Determine how many lines in the material hold the string "initial", then reply with that number only.

----------------------------------------

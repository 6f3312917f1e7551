//! Rulebook Logging
//!
//! Small structured logger used by the rulebook crates, controlled entirely
//! through environment variables.
//!
//! # Usage
//!
//! ```rust
//! use rulebook_log::{debug, info, trace, warn};
//!
//! info!("Loaded {} rule strings", 3);
//! warn!(target: "rulebook::entry", "Malformed input document");
//!
//! // Structured fields come first, in brackets
//! let field = "age";
//! debug!(["field" => field, "outcome" => "ok"], "Field validated");
//! trace!(["verb" => "required"], "Dispatching verb");
//! ```
//!
//! # Environment Variables
//!
//! - `RULEBOOK_DEBUG=1` - Enable debug logging
//! - `RULEBOOK_LOG_LEVEL=trace|debug|info|warn|error|off` - Set log level
//! - `RULEBOOK_LOG_FORMAT=pretty|compact|json` - Set output format
//! - `RULEBOOK_LOG_TIMESTAMPS=1|0` - Include timestamps
//! - `RULEBOOK_LOG_COLOR=1|0` - Color level names in pretty output (`color` feature)

use once_cell::sync::Lazy;
use std::env;
use std::fmt::Write as _;
use std::sync::atomic::{AtomicBool, AtomicU8, Ordering};

// ============================================================================
// Log Levels
// ============================================================================

/// Severity of a log record.
#[derive(Debug, Clone, Copy, PartialEq, Eq, PartialOrd, Ord)]
#[repr(u8)]
pub enum Level {
    /// Per-verb dispatch detail
    Trace = 0,
    /// Per-field outcomes
    Debug = 1,
    /// Lifecycle messages
    Info = 2,
    /// Rejected input
    Warn = 3,
    /// Failures
    Error = 4,
    /// Nothing is logged
    Off = 5,
}

impl Level {
    /// Parse a level name, case-insensitively.
    pub fn parse(s: &str) -> Option<Self> {
        match s.trim().to_ascii_lowercase().as_str() {
            "trace" => Some(Level::Trace),
            "debug" => Some(Level::Debug),
            "info" => Some(Level::Info),
            "warn" | "warning" => Some(Level::Warn),
            "error" => Some(Level::Error),
            "off" | "none" => Some(Level::Off),
            _ => None,
        }
    }

    /// Upper-case level name.
    pub fn as_str(&self) -> &'static str {
        match self {
            Level::Trace => "TRACE",
            Level::Debug => "DEBUG",
            Level::Info => "INFO",
            Level::Warn => "WARN",
            Level::Error => "ERROR",
            Level::Off => "OFF",
        }
    }

    /// Colored level name.
    #[cfg(feature = "color")]
    pub fn colored(&self) -> colored::ColoredString {
        use colored::Colorize;
        match self {
            Level::Trace => "TRACE".magenta(),
            Level::Debug => "DEBUG".blue(),
            Level::Info => "INFO".green(),
            Level::Warn => "WARN".yellow(),
            Level::Error => "ERROR".red().bold(),
            Level::Off => "OFF".white(),
        }
    }

    fn from_u8(raw: u8) -> Self {
        match raw {
            0 => Level::Trace,
            1 => Level::Debug,
            2 => Level::Info,
            3 => Level::Warn,
            4 => Level::Error,
            _ => Level::Off,
        }
    }
}

impl std::fmt::Display for Level {
    fn fmt(&self, f: &mut std::fmt::Formatter<'_>) -> std::fmt::Result {
        f.write_str(self.as_str())
    }
}

// ============================================================================
// Output Format
// ============================================================================

/// Rendering of a log record.
#[derive(Debug, Clone, Copy, PartialEq, Eq)]
pub enum Format {
    /// `timestamp LEVEL [target] message key=value`
    Pretty,
    /// Single letter level, short timestamp
    Compact,
    /// One JSON object per line
    Json,
}

impl Format {
    /// Parse a format name, case-insensitively.
    pub fn parse(s: &str) -> Option<Self> {
        match s.trim().to_ascii_lowercase().as_str() {
            "pretty" => Some(Format::Pretty),
            "compact" => Some(Format::Compact),
            "json" => Some(Format::Json),
            _ => None,
        }
    }
}

// ============================================================================
// Configuration
// ============================================================================

static DEBUG_ENABLED: AtomicBool = AtomicBool::new(false);

static LOG_LEVEL: AtomicU8 = AtomicU8::new(Level::Warn as u8);

static CONFIG: Lazy<LogConfig> = Lazy::new(|| {
    let config = LogConfig::from_env();
    DEBUG_ENABLED.store(config.debug, Ordering::SeqCst);
    LOG_LEVEL.store(config.level as u8, Ordering::SeqCst);
    config
});

/// Logger configuration, read once from the environment.
#[derive(Debug, Clone)]
pub struct LogConfig {
    /// `RULEBOOK_DEBUG` was set
    pub debug: bool,
    /// Minimum level written
    pub level: Level,
    /// Output format
    pub format: Format,
    /// Prefix records with a timestamp
    pub timestamps: bool,
    /// Color level names in pretty output; needs the `color` feature
    pub color: bool,
}

impl Default for LogConfig {
    fn default() -> Self {
        Self {
            debug: false,
            level: Level::Warn,
            format: Format::Compact,
            timestamps: true,
            color: false,
        }
    }
}

impl LogConfig {
    /// Build the configuration from `RULEBOOK_*` environment variables.
    pub fn from_env() -> Self {
        let defaults = Self::default();

        let debug = env::var("RULEBOOK_DEBUG").map(|v| is_truthy(&v)).unwrap_or(false);

        let level = env::var("RULEBOOK_LOG_LEVEL")
            .ok()
            .and_then(|s| Level::parse(&s))
            .unwrap_or(if debug { Level::Debug } else { defaults.level });

        let format = env::var("RULEBOOK_LOG_FORMAT")
            .ok()
            .and_then(|s| Format::parse(&s))
            .unwrap_or(defaults.format);

        let timestamps = env::var("RULEBOOK_LOG_TIMESTAMPS")
            .map(|v| is_truthy(&v))
            .unwrap_or(defaults.timestamps);

        let color = env::var("RULEBOOK_LOG_COLOR")
            .map(|v| is_truthy(&v))
            .unwrap_or(defaults.color);

        Self {
            debug,
            level,
            format,
            timestamps,
            color,
        }
    }
}

fn is_truthy(value: &str) -> bool {
    value == "1" || value.eq_ignore_ascii_case("true")
}

/// Force the environment to be read now instead of at the first record.
pub fn init() {
    Lazy::force(&CONFIG);
}

/// Whether `RULEBOOK_DEBUG` (or [`set_debug`]) turned debug output on.
#[inline]
pub fn is_debug_enabled() -> bool {
    Lazy::force(&CONFIG);
    DEBUG_ENABLED.load(Ordering::Relaxed)
}

/// Whether records at `level` are written.
#[inline]
pub fn is_level_enabled(level: Level) -> bool {
    Lazy::force(&CONFIG);
    level != Level::Off && level as u8 >= LOG_LEVEL.load(Ordering::Relaxed)
}

/// Current minimum level.
pub fn current_level() -> Level {
    Lazy::force(&CONFIG);
    Level::from_u8(LOG_LEVEL.load(Ordering::Relaxed))
}

/// Change the minimum level at runtime.
pub fn set_level(level: Level) {
    Lazy::force(&CONFIG);
    LOG_LEVEL.store(level as u8, Ordering::SeqCst);
}

/// Toggle debug mode at runtime. Enabling it lowers the level to `Debug`.
pub fn set_debug(enabled: bool) {
    Lazy::force(&CONFIG);
    DEBUG_ENABLED.store(enabled, Ordering::SeqCst);
    if enabled && current_level() > Level::Debug {
        set_level(Level::Debug);
    }
}

/// The configuration read from the environment.
pub fn config() -> &'static LogConfig {
    &CONFIG
}

// ============================================================================
// Records
// ============================================================================

/// A single log record before rendering.
#[derive(Debug, Clone, Copy)]
pub struct Record<'a> {
    pub level: Level,
    pub target: &'a str,
    pub message: &'a str,
    pub fields: &'a [(&'a str, String)],
}

/// Write a record to stderr if its level is enabled.
#[doc(hidden)]
pub fn log(level: Level, target: &str, message: &str, fields: &[(&str, String)]) {
    if !is_level_enabled(level) {
        return;
    }

    let record = Record {
        level,
        target,
        message,
        fields,
    };
    eprintln!("{}", render(&record, config()));
}

/// Render a record into a single line without the trailing newline.
pub fn render(record: &Record<'_>, config: &LogConfig) -> String {
    match config.format {
        Format::Pretty => render_pretty(record, config),
        Format::Compact => render_compact(record, config),
        Format::Json => render_json(record, config),
    }
}

fn render_pretty(record: &Record<'_>, config: &LogConfig) -> String {
    let mut line = String::new();
    if config.timestamps {
        let _ = write!(line, "{} ", chrono::Local::now().format("%Y-%m-%d %H:%M:%S%.3f"));
    }
    #[cfg(feature = "color")]
    if config.color {
        let _ = write!(line, "{:5} ", record.level.colored());
    } else {
        let _ = write!(line, "{:5} ", record.level.as_str());
    }

    #[cfg(not(feature = "color"))]
    let _ = write!(line, "{:5} ", record.level.as_str());

    if !record.target.is_empty() {
        let _ = write!(line, "[{}] ", record.target);
    }
    line.push_str(record.message);
    push_pairs(&mut line, record.fields);
    line
}

fn render_compact(record: &Record<'_>, config: &LogConfig) -> String {
    let mut line = String::new();
    if config.timestamps {
        let _ = write!(line, "{} ", chrono::Local::now().format("%H:%M:%S"));
    }
    let initial = record.level.as_str().chars().next().unwrap_or('?');
    let _ = write!(line, "{} ", initial);
    if !record.target.is_empty() {
        let _ = write!(line, "{}: ", record.target);
    }
    line.push_str(record.message);
    push_pairs(&mut line, record.fields);
    line
}

fn push_pairs(line: &mut String, fields: &[(&str, String)]) {
    for (key, value) in fields {
        if value.contains(' ') {
            let _ = write!(line, " {}={:?}", key, value);
        } else {
            let _ = write!(line, " {}={}", key, value);
        }
    }
}

#[cfg(feature = "json")]
fn render_json(record: &Record<'_>, config: &LogConfig) -> String {
    let mut entry = serde_json::Map::new();
    if config.timestamps {
        entry.insert(
            "timestamp".to_string(),
            serde_json::Value::String(chrono::Utc::now().to_rfc3339()),
        );
    }
    entry.insert("level".to_string(), record.level.as_str().into());
    entry.insert("target".to_string(), record.target.into());
    entry.insert("message".to_string(), record.message.into());
    for (key, value) in record.fields {
        entry.insert((*key).to_string(), value.as_str().into());
    }
    serde_json::Value::Object(entry).to_string()
}

#[cfg(not(feature = "json"))]
fn render_json(record: &Record<'_>, config: &LogConfig) -> String {
    let mut line = String::from("{");
    if config.timestamps {
        let _ = write!(line, r#""timestamp":"{}","#, chrono::Utc::now().to_rfc3339());
    }
    let _ = write!(
        line,
        r#""level":"{}","target":"{}","message":"{}""#,
        record.level.as_str(),
        escape_json(record.target),
        escape_json(record.message)
    );
    for (key, value) in record.fields {
        let _ = write!(line, r#","{}":"{}""#, escape_json(key), escape_json(value));
    }
    line.push('}');
    line
}

#[cfg(not(feature = "json"))]
fn escape_json(s: &str) -> String {
    let mut result = String::with_capacity(s.len());
    for c in s.chars() {
        match c {
            '"' => result.push_str("\\\""),
            '\\' => result.push_str("\\\\"),
            '\n' => result.push_str("\\n"),
            '\r' => result.push_str("\\r"),
            '\t' => result.push_str("\\t"),
            c if c.is_control() => {
                let _ = write!(result, "\\u{:04x}", c as u32);
            }
            c => result.push(c),
        }
    }
    result
}

// ============================================================================
// Macros
// ============================================================================

/// Shared expansion for the level macros.
#[doc(hidden)]
#[macro_export]
macro_rules! __log_at {
    ($level:expr, target: $target:expr, [$($key:literal => $value:expr),* $(,)?], $($arg:tt)+) => {
        if $crate::is_level_enabled($level) {
            $crate::log(
                $level,
                $target,
                &format!($($arg)+),
                &[$(($key, ($value).to_string())),*],
            );
        }
    };
    ($level:expr, target: $target:expr, $($arg:tt)+) => {
        if $crate::is_level_enabled($level) {
            $crate::log($level, $target, &format!($($arg)+), &[]);
        }
    };
    ($level:expr, [$($key:literal => $value:expr),* $(,)?], $($arg:tt)+) => {
        $crate::__log_at!($level, target: module_path!(), [$($key => $value),*], $($arg)+)
    };
    ($level:expr, $($arg:tt)+) => {
        $crate::__log_at!($level, target: module_path!(), $($arg)+)
    };
}

/// Log a trace record.
#[macro_export]
macro_rules! trace {
    ($($arg:tt)+) => { $crate::__log_at!($crate::Level::Trace, $($arg)+) };
}

/// Log a debug record.
///
/// Written when `RULEBOOK_DEBUG=1` or `RULEBOOK_LOG_LEVEL` is `debug` or lower.
///
/// ```rust
/// use rulebook_log::debug;
///
/// let field = "email";
/// debug!(["field" => field], "Field failed");
/// debug!(target: "rulebook::engine", "Scanning {} rules", 2);
/// ```
#[macro_export]
macro_rules! debug {
    ($($arg:tt)+) => { $crate::__log_at!($crate::Level::Debug, $($arg)+) };
}

/// Log an info record.
#[macro_export]
macro_rules! info {
    ($($arg:tt)+) => { $crate::__log_at!($crate::Level::Info, $($arg)+) };
}

/// Log a warning record.
#[macro_export]
macro_rules! warn {
    ($($arg:tt)+) => { $crate::__log_at!($crate::Level::Warn, $($arg)+) };
}

/// Log an error record.
#[macro_export]
macro_rules! error {
    ($($arg:tt)+) => { $crate::__log_at!($crate::Level::Error, $($arg)+) };
}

----------------------------------------

## Answer
2